Een van de storingen van de injectiemotor is het uitvallen van de nokkenaspositiesensor. Tegelijkertijd gaat de Chek-indicator op het instrumentenpaneel branden, de motor begint onstabiel te werken, met tussenpozen. Om deze sensor te testen is een tester of multimeter nodig.
Het is nodig
tester (multimeter)
instructies:
Stap 1
Zoek de plaatsingsbus met de nokkenaspositiesensor (CMP) op de kop van het motorblok. Controleer de o-ring op beschadigingen. Zorg ervoor dat de sensorbehuizing en de tandwielrotor ook vrij zijn van beschadigingen of metaaldeeltjes.
Stap 2
Nadat u ervoor heeft gezorgd dat het contact van de auto is uitgeschakeld, koppelt u de stroom- en motorbedieningsdraden los van de sensor. In de regel worden deze draden vastgemaakt met standaard connectoren, dus om de draden los te koppelen, volstaat het om op de blokvergrendeling te drukken. Let op de draadconnector. Het moet drie contacten hebben: een positief voedingscontact (plus), een massacontact (min) en een signaalcontact.
Stap 3
Zet het contact van de auto aan. Meet met behulp van een voltmeter (tester) de spanning op de positieve voedingsdraad van de nokkenaspositiesensor.
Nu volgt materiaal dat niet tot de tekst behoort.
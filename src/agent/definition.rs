//! Agent definition: typed shape of an agent YAML file and its deserialization.
//!
//! Agent files come in two historical shapes. The nested shape keeps identity
//! under an `agent:` block; the flat shape puts identity keys at the top level.
//! Several keys also have alternate spellings. Each accepted spelling is a
//! separate raw field, and the mapping step picks the first one present in the
//! documented order below.
//!
//! | Concept                  | Accepted keys, highest precedence first                       |
//! |--------------------------|---------------------------------------------------------------|
//! | identity fields          | `agent.<key>`, then top-level `<key>`                         |
//! | when to use              | `whenToUse`, `when_to_use`                                    |
//! | core principles          | `core_principles`, `corePrinciples`, `core-principles`        |
//! | activation instructions  | `activation-instructions`, `activation_instructions`          |
//! | story file permissions   | `story-file-permissions`, `story_file_permissions`            |
//! | help display template    | `help-display-template`, `help_display_template`              |

use crate::types::ResourceType;
use serde::de::Error as _;
use serde::{Deserialize, Deserializer, Serialize};
use serde_yaml::{Mapping, Value};
use thiserror::Error;

pub const DEFAULT_PERSONA_STYLE: &str = "professional";

/// Fully-defaulted agent definition. No field is ever left undefined.
#[derive(Debug, Clone, PartialEq, Serialize)]
#[serde(rename_all = "camelCase")]
pub struct AgentDefinition {
    pub name: String,
    pub id: String,
    pub title: String,
    pub icon: String,
    pub when_to_use: String,
    #[serde(skip_serializing_if = "Option::is_none")]
    pub customization: Option<String>,
    pub persona: Persona,
    /// Commands in document order
    pub commands: Vec<AgentCommand>,
    pub dependencies: AgentDependencies,
    pub activation_instructions: Vec<String>,
    pub story_file_permissions: Vec<String>,
    #[serde(skip_serializing_if = "Option::is_none")]
    pub help_display_template: Option<String>,
}

#[derive(Debug, Clone, PartialEq, Serialize)]
#[serde(rename_all = "camelCase")]
pub struct Persona {
    pub role: String,
    pub style: String,
    pub identity: String,
    pub focus: String,
    pub core_principles: Vec<String>,
}

/// A command exposed by an agent. A plain string in YAML becomes a
/// description-only command.
#[derive(Debug, Clone, PartialEq, Serialize)]
pub struct AgentCommand {
    pub name: String,
    pub description: String,
    pub usage: String,
    pub examples: Vec<String>,
    pub dependencies: Vec<String>,
}

/// Related resources an agent depends on, one ordered list per category.
#[derive(Debug, Clone, Default, PartialEq, Serialize)]
pub struct AgentDependencies {
    pub tasks: Vec<String>,
    pub templates: Vec<String>,
    pub checklists: Vec<String>,
    pub data: Vec<String>,
    pub utils: Vec<String>,
    pub workflows: Vec<String>,
    pub agents: Vec<String>,
}

impl AgentDefinition {
    pub fn command(&self, name: &str) -> Option<&AgentCommand> {
        self.commands.iter().find(|c| c.name == name)
    }
}

impl AgentDependencies {
    /// Every dependency paired with the resource type it lives under.
    pub fn references(&self) -> Vec<(ResourceType, &str)> {
        let groups: [(ResourceType, &Vec<String>); 7] = [
            (ResourceType::Tasks, &self.tasks),
            (ResourceType::Templates, &self.templates),
            (ResourceType::Checklists, &self.checklists),
            (ResourceType::Data, &self.data),
            (ResourceType::Utils, &self.utils),
            (ResourceType::Workflows, &self.workflows),
            (ResourceType::Agents, &self.agents),
        ];
        groups
            .into_iter()
            .flat_map(|(ty, names)| names.iter().map(move |n| (ty, n.as_str())))
            .collect()
    }

    pub fn total(&self) -> usize {
        self.tasks.len()
            + self.templates.len()
            + self.checklists.len()
            + self.data.len()
            + self.utils.len()
            + self.workflows.len()
            + self.agents.len()
    }
}

/// Why an agent document could not be turned into a definition.
#[derive(Debug, Error)]
pub enum DefinitionError {
    /// Not well-formed YAML.
    #[error("{0}")]
    Syntax(serde_yaml::Error),

    /// Well-formed YAML, but a known key holds the wrong shape.
    #[error("{0}")]
    Shape(serde_yaml::Error),
}

/// Text list entry. An unquoted `- STEP 1: do x` reads as a one-entry
/// mapping and is rendered back as `"STEP 1: do x"`.
#[derive(Debug)]
struct TextItem(String);

impl<'de> Deserialize<'de> for TextItem {
    fn deserialize<D: Deserializer<'de>>(deserializer: D) -> Result<Self, D::Error> {
        let value = Value::deserialize(deserializer)?;
        render_text_item(value)
            .map(TextItem)
            .ok_or_else(|| D::Error::custom("expected text or a single `key: text` entry"))
    }
}

fn render_scalar(value: &Value) -> Option<String> {
    match value {
        Value::String(s) => Some(s.clone()),
        Value::Number(n) => Some(n.to_string()),
        Value::Bool(b) => Some(b.to_string()),
        Value::Null => Some(String::new()),
        Value::Tagged(tagged) => render_scalar(&tagged.value),
        _ => None,
    }
}

fn render_text_item(value: Value) -> Option<String> {
    match value {
        Value::Mapping(map) if map.len() == 1 => {
            let (key, value) = map.into_iter().next()?;
            let rendered = format!("{}: {}", render_scalar(&key)?, render_scalar(&value)?);
            Some(rendered.trim_end().to_string())
        }
        Value::Null => None,
        other => render_scalar(&other),
    }
}

fn texts(items: Option<Vec<TextItem>>) -> Option<Vec<String>> {
    items.map(|items| items.into_iter().map(|TextItem(text)| text).collect())
}

#[derive(Debug, Default, Deserialize)]
struct RawIdentity {
    name: Option<String>,
    id: Option<String>,
    title: Option<String>,
    icon: Option<String>,
    #[serde(rename = "whenToUse")]
    when_to_use_camel: Option<String>,
    #[serde(rename = "when_to_use")]
    when_to_use_snake: Option<String>,
    customization: Option<String>,
}

#[derive(Debug, Default, Deserialize)]
struct RawPersona {
    role: Option<String>,
    style: Option<String>,
    identity: Option<String>,
    focus: Option<String>,
    #[serde(rename = "core_principles")]
    core_principles_snake: Option<Vec<TextItem>>,
    #[serde(rename = "corePrinciples")]
    core_principles_camel: Option<Vec<TextItem>>,
    #[serde(rename = "core-principles")]
    core_principles_kebab: Option<Vec<TextItem>>,
}

#[derive(Debug, Default, Deserialize)]
struct RawDependencies {
    tasks: Option<Vec<TextItem>>,
    templates: Option<Vec<TextItem>>,
    checklists: Option<Vec<TextItem>>,
    data: Option<Vec<TextItem>>,
    utils: Option<Vec<TextItem>>,
    workflows: Option<Vec<TextItem>>,
    agents: Option<Vec<TextItem>>,
}

#[derive(Debug, Default, Deserialize)]
struct RawCommandRecord {
    description: Option<String>,
    usage: Option<String>,
    examples: Option<Vec<TextItem>>,
    dependencies: Option<Vec<TextItem>>,
}

/// Top-level identity keys are spelled out here rather than flattened so that
/// unknown keys, tagged ones included, are skipped.
#[derive(Debug, Default, Deserialize)]
struct RawAgentDocument {
    agent: Option<RawIdentity>,
    name: Option<String>,
    id: Option<String>,
    title: Option<String>,
    icon: Option<String>,
    #[serde(rename = "whenToUse")]
    when_to_use_camel: Option<String>,
    #[serde(rename = "when_to_use")]
    when_to_use_snake: Option<String>,
    customization: Option<String>,
    persona: Option<RawPersona>,
    /// Mapping or list of single-entry mappings; values are heterogeneous.
    commands: Option<Value>,
    dependencies: Option<RawDependencies>,
    #[serde(rename = "activation-instructions")]
    activation_kebab: Option<Vec<TextItem>>,
    #[serde(rename = "activation_instructions")]
    activation_snake: Option<Vec<TextItem>>,
    #[serde(rename = "story-file-permissions")]
    story_permissions_kebab: Option<Vec<TextItem>>,
    #[serde(rename = "story_file_permissions")]
    story_permissions_snake: Option<Vec<TextItem>>,
    #[serde(rename = "help-display-template")]
    help_template_kebab: Option<String>,
    #[serde(rename = "help_display_template")]
    help_template_snake: Option<String>,
}

/// Parse agent YAML into a fully-defaulted definition.
///
/// `fallback_name` is the logical agent name (file stem); it fills `name` and
/// `id` when the document omits them. Unknown top-level keys are ignored, but
/// known keys of the wrong shape are rejected as [`DefinitionError::Shape`].
/// An empty document parses as an empty mapping.
pub fn parse_agent_definition(
    content: &str,
    fallback_name: &str,
) -> Result<AgentDefinition, DefinitionError> {
    let value: Value = serde_yaml::from_str(content).map_err(DefinitionError::Syntax)?;
    let value = if value.is_null() {
        Value::Mapping(Mapping::new())
    } else {
        value
    };
    let raw: RawAgentDocument = serde_yaml::from_value(value).map_err(DefinitionError::Shape)?;
    Ok(raw.into_definition(fallback_name))
}

impl RawAgentDocument {
    fn into_definition(self, fallback_name: &str) -> AgentDefinition {
        let nested = self.agent.unwrap_or_default();

        let id = nested
            .id
            .or(self.id)
            .unwrap_or_else(|| fallback_name.to_string());
        let name = nested
            .name
            .or(self.name)
            .unwrap_or_else(|| fallback_name.to_string());
        let when_to_use = nested
            .when_to_use_camel
            .or(nested.when_to_use_snake)
            .or(self.when_to_use_camel)
            .or(self.when_to_use_snake)
            .unwrap_or_default();

        let persona = self.persona.unwrap_or_default();
        let persona = Persona {
            role: persona.role.unwrap_or_default(),
            style: persona
                .style
                .unwrap_or_else(|| DEFAULT_PERSONA_STYLE.to_string()),
            identity: persona.identity.unwrap_or_default(),
            focus: persona.focus.unwrap_or_default(),
            core_principles: texts(persona.core_principles_snake)
                .or_else(|| texts(persona.core_principles_camel))
                .or_else(|| texts(persona.core_principles_kebab))
                .unwrap_or_default(),
        };

        let deps = self.dependencies.unwrap_or_default();
        let dependencies = AgentDependencies {
            tasks: texts(deps.tasks).unwrap_or_default(),
            templates: texts(deps.templates).unwrap_or_default(),
            checklists: texts(deps.checklists).unwrap_or_default(),
            data: texts(deps.data).unwrap_or_default(),
            utils: texts(deps.utils).unwrap_or_default(),
            workflows: texts(deps.workflows).unwrap_or_default(),
            agents: texts(deps.agents).unwrap_or_default(),
        };

        AgentDefinition {
            name,
            id,
            title: nested.title.or(self.title).unwrap_or_default(),
            icon: nested.icon.or(self.icon).unwrap_or_default(),
            when_to_use,
            customization: nested.customization.or(self.customization),
            persona,
            commands: self.commands.map(parse_commands).unwrap_or_default(),
            dependencies,
            activation_instructions: texts(self.activation_kebab)
                .or_else(|| texts(self.activation_snake))
                .unwrap_or_default(),
            story_file_permissions: texts(self.story_permissions_kebab)
                .or_else(|| texts(self.story_permissions_snake))
                .unwrap_or_default(),
            help_display_template: self.help_template_kebab.or(self.help_template_snake),
        }
    }
}

/// Entries whose value is neither a string nor a command record are skipped.
fn parse_commands(value: Value) -> Vec<AgentCommand> {
    let mut commands = Vec::new();
    match value {
        Value::Mapping(map) => {
            for (key, value) in map {
                push_command(&mut commands, key, value);
            }
        }
        Value::Sequence(items) => {
            for item in items {
                match item {
                    Value::Mapping(map) => {
                        for (key, value) in map {
                            push_command(&mut commands, key, value);
                        }
                    }
                    other => tracing::debug!("Skipping command list entry of shape {:?}", other),
                }
            }
        }
        Value::Null => {}
        other => tracing::debug!("Ignoring commands block of shape {:?}", other),
    }
    commands
}

fn push_command(commands: &mut Vec<AgentCommand>, key: Value, value: Value) {
    let Some(name) = key.as_str().map(str::to_string) else {
        tracing::debug!("Skipping command with non-string key {:?}", key);
        return;
    };

    match value {
        Value::String(description) => commands.push(AgentCommand {
            name,
            description,
            usage: String::new(),
            examples: Vec::new(),
            dependencies: Vec::new(),
        }),
        Value::Mapping(_) => match serde_yaml::from_value::<RawCommandRecord>(value) {
            Ok(record) => commands.push(AgentCommand {
                name,
                description: record.description.unwrap_or_default(),
                usage: record.usage.unwrap_or_default(),
                examples: texts(record.examples).unwrap_or_default(),
                dependencies: texts(record.dependencies).unwrap_or_default(),
            }),
            Err(e) => tracing::debug!("Skipping malformed command '{}': {}", name, e),
        },
        other => tracing::debug!("Skipping command '{}' with value {:?}", name, other),
    }
}
//! Resource resolver port and its filesystem adapter.

use super::permissions::{self, PermissionReport};
use super::resolution::{MissCause, ResolutionResult};
use crate::config::LcAgentsConfig;
use crate::types::ResourceType;
use serde::Serialize;
use std::path::{Component, Path, PathBuf};

/// Maps a logical `(type, name)` pair to one physical artifact.
///
/// Implementations must not cache: every call reflects the filesystem at call time.
pub trait ResourceResolver: Send + Sync {
    /// Resolve a resource under any type name, known or not.
    fn resolve_raw(&self, type_name: &str, name: &str) -> ResolutionResult;

    /// List entry names for any type name. Never fails; problems yield an empty list.
    fn list_raw(&self, type_name: &str) -> Vec<String>;

    fn resolve(&self, ty: ResourceType, name: &str) -> ResolutionResult {
        self.resolve_raw(ty.as_str(), name)
    }

    fn list_resources(&self, ty: ResourceType) -> Vec<String> {
        self.list_raw(ty.as_str())
    }

    fn resolve_task(&self, name: &str) -> ResolutionResult {
        self.resolve(ResourceType::Tasks, name)
    }

    fn resolve_template(&self, name: &str) -> ResolutionResult {
        self.resolve(ResourceType::Templates, name)
    }

    fn resolve_checklist(&self, name: &str) -> ResolutionResult {
        self.resolve(ResourceType::Checklists, name)
    }

    fn resolve_data(&self, name: &str) -> ResolutionResult {
        self.resolve(ResourceType::Data, name)
    }

    fn resolve_util(&self, name: &str) -> ResolutionResult {
        self.resolve(ResourceType::Utils, name)
    }

    fn resolve_workflow(&self, name: &str) -> ResolutionResult {
        self.resolve(ResourceType::Workflows, name)
    }

    fn resolve_agent_team(&self, name: &str) -> ResolutionResult {
        self.resolve(ResourceType::AgentTeams, name)
    }
}

/// Structural health of the configured resource directories.
#[derive(Debug, Clone, Default, PartialEq, Eq, Serialize)]
pub struct ResourceHealthReport {
    pub valid: bool,
    /// Types whose directory does not exist
    pub missing: Vec<String>,
    /// Types whose directory exists but cannot be read, with the cause
    pub errors: Vec<String>,
}

/// Filesystem resolver over a project root and its configuration.
#[derive(Debug, Clone)]
pub struct FsResourceResolver {
    base_path: PathBuf,
    config: LcAgentsConfig,
    layer_overrides: bool,
}

impl FsResourceResolver {
    /// Resolver rooted at `base_path` using the path table of `config`.
    pub fn new(base_path: impl Into<PathBuf>, config: LcAgentsConfig) -> Self {
        Self {
            base_path: base_path.into(),
            config,
            layer_overrides: false,
        }
    }

    /// Route the generic `resolve`/`list` entry points through layer overrides.
    pub fn with_layer_overrides(mut self, enabled: bool) -> Self {
        self.layer_overrides = enabled;
        self
    }

    pub fn base_path(&self) -> &Path {
        &self.base_path
    }

    pub fn config(&self) -> &LcAgentsConfig {
        &self.config
    }

    pub fn layer_overrides(&self) -> bool {
        self.layer_overrides
    }

    /// Configured directory for a type name.
    pub fn resource_dir(&self, type_name: &str) -> PathBuf {
        self.base_path.join(self.config.path_for(type_name))
    }

    /// Resolve against the single configured directory, ignoring layers.
    pub fn resolve_flat(&self, type_name: &str, name: &str) -> ResolutionResult {
        if let Some(invalid) = reject_invalid_name(type_name, name) {
            return invalid;
        }
        read_at(&self.resource_dir(type_name).join(name), type_name, name)
    }

    /// List the single configured directory, ignoring layers.
    pub fn list_flat(&self, type_name: &str) -> Vec<String> {
        list_dir(&self.resource_dir(type_name), type_name)
    }

    /// Check that every known type's directory exists and is readable.
    pub fn validate_all_resources(&self) -> ResourceHealthReport {
        let mut missing = Vec::new();
        let mut errors = Vec::new();

        for ty in ResourceType::ALL {
            let dir = self.resource_dir(ty.as_str());
            if !dir.exists() {
                missing.push(ty.as_str().to_string());
                continue;
            }
            if let Err(e) = std::fs::read_dir(&dir) {
                errors.push(format!("{}: {}", ty, e));
                continue;
            }
            if !permissions::can_read(&dir) {
                errors.push(format!("{}: directory {} is not readable", ty, dir.display()));
            }
        }

        ResourceHealthReport {
            valid: missing.is_empty() && errors.is_empty(),
            missing,
            errors,
        }
    }

    /// Probe read/write access; relative paths are taken from the project root.
    pub fn check_permissions(&self, path: &Path) -> PermissionReport {
        if path.is_absolute() {
            permissions::check_permissions(path)
        } else {
            permissions::check_permissions(&self.base_path.join(path))
        }
    }
}

impl ResourceResolver for FsResourceResolver {
    fn resolve_raw(&self, type_name: &str, name: &str) -> ResolutionResult {
        if self.layer_overrides {
            self.resolve_layered_raw(type_name, name).result
        } else {
            self.resolve_flat(type_name, name)
        }
    }

    fn list_raw(&self, type_name: &str) -> Vec<String> {
        if self.layer_overrides {
            self.list_layered_raw(type_name)
                .into_iter()
                .map(|entry| entry.name)
                .collect()
        } else {
            self.list_flat(type_name)
        }
    }
}

/// Names must stay inside the type directory: relative, no `..`, no root.
pub(crate) fn reject_invalid_name(type_name: &str, name: &str) -> Option<ResolutionResult> {
    let valid = !name.is_empty()
        && Path::new(name)
            .components()
            .all(|c| matches!(c, Component::Normal(_)));
    if valid {
        return None;
    }
    Some(ResolutionResult::not_found(
        MissCause::InvalidName,
        format!(
            "Invalid resource name for {}: '{}' (must be a relative path inside the {} directory)",
            type_name, name, type_name
        ),
    ))
}

/// Existence, then readability, then content.
pub(crate) fn read_at(path: &Path, type_name: &str, name: &str) -> ResolutionResult {
    if !path.exists() {
        tracing::debug!(resource_type = type_name, name, path = %path.display(), "resource miss");
        return ResolutionResult::not_found(
            MissCause::Missing,
            format!(
                "Resource not found: {}/{} (looked for {})",
                type_name,
                name,
                path.display()
            ),
        );
    }

    if !path.is_file() {
        return ResolutionResult::not_found(
            MissCause::Missing,
            format!(
                "Resource {}/{} is not a file: {}",
                type_name,
                name,
                path.display()
            ),
        );
    }

    if !permissions::can_read(path) {
        return ResolutionResult::not_found(
            MissCause::Unreadable,
            format!(
                "Resource {}/{} exists but is not readable: {}",
                type_name,
                name,
                path.display()
            ),
        );
    }

    match std::fs::read_to_string(path) {
        Ok(content) => ResolutionResult::Found {
            path: path.to_path_buf(),
            content,
        },
        Err(e) => ResolutionResult::not_found(
            MissCause::ReadFailed,
            format!(
                "Failed to read resource {}/{} at {}: {}",
                type_name,
                name,
                path.display(),
                e
            ),
        ),
    }
}

/// Sorted non-hidden entry names; absent or unreadable directories give an empty list.
pub(crate) fn list_dir(dir: &Path, type_name: &str) -> Vec<String> {
    if !dir.exists() {
        tracing::debug!(resource_type = type_name, dir = %dir.display(), "resource directory absent");
        return Vec::new();
    }

    let entries = match std::fs::read_dir(dir) {
        Ok(entries) => entries,
        Err(e) => {
            tracing::warn!(
                "Failed to list {} resources in {}: {}",
                type_name,
                dir.display(),
                e
            );
            return Vec::new();
        }
    };

    let mut names = Vec::new();
    for entry in entries {
        let entry = match entry {
            Ok(e) => e,
            Err(e) => {
                tracing::warn!(
                    "Failed to read directory entry in {}: {}",
                    dir.display(),
                    e
                );
                continue;
            }
        };
        match entry.file_name().into_string() {
            Ok(name) if name.starts_with('.') => {}
            Ok(name) => names.push(name),
            Err(raw) => tracing::warn!("Skipping non UTF-8 entry {:?} in {}", raw, dir.display()),
        }
    }
    names.sort();
    names
}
Sluit in dit geval de negatieve sonde van het apparaat aan op de motormassa. De op deze manier gemeten spanning moet overeenkomen met de spanning op de accupolen. Als de gemeten spanning niet overeenkomt met de voedingsspanning, is het voedingscircuit van de sensor defect. Meet op dezelfde manier de spanning op het massacontact van de sensor. Het moet nul zijn.
Stap 4
Sluit de positieve en negatieve voedingsdraden van de DPRV aan. Maak bij het aansluiten van de middelste (signaal)draad van de sensor deze aansluiting door middel van een voltmeter (tester). Met andere woorden, een van de voltmetersondes moet de signaaluitgang van de sensor raken, de andere - de signaalingang van het motorregelsysteem. In de meeste gevallen vereist dit het doorknippen van de signaaldraad en het aansluiten van een tester op de uiteinden van de blootliggende draden.
Stap 5
Start de motor met een starter. Een werkende sensor moet een spanningsschommeling vertonen van nul tot 5 volt. Als de sensor defect is, vervangt u deze door een nieuwe. Om dit te doen, koppelt u alle draden los, draait u de bout van de bevestiging los en verwijdert u de DPRV uit de installatieaansluiting. Voer de montage van de nieuwe sensor in omgekeerde volgorde uit. Het aanhaalmoment van de bevestigingsbout moet 10 Nm zijn. Vergeet niet om de rubberen doorvoer te monteren waar de sensor en de blokkop samenkomen.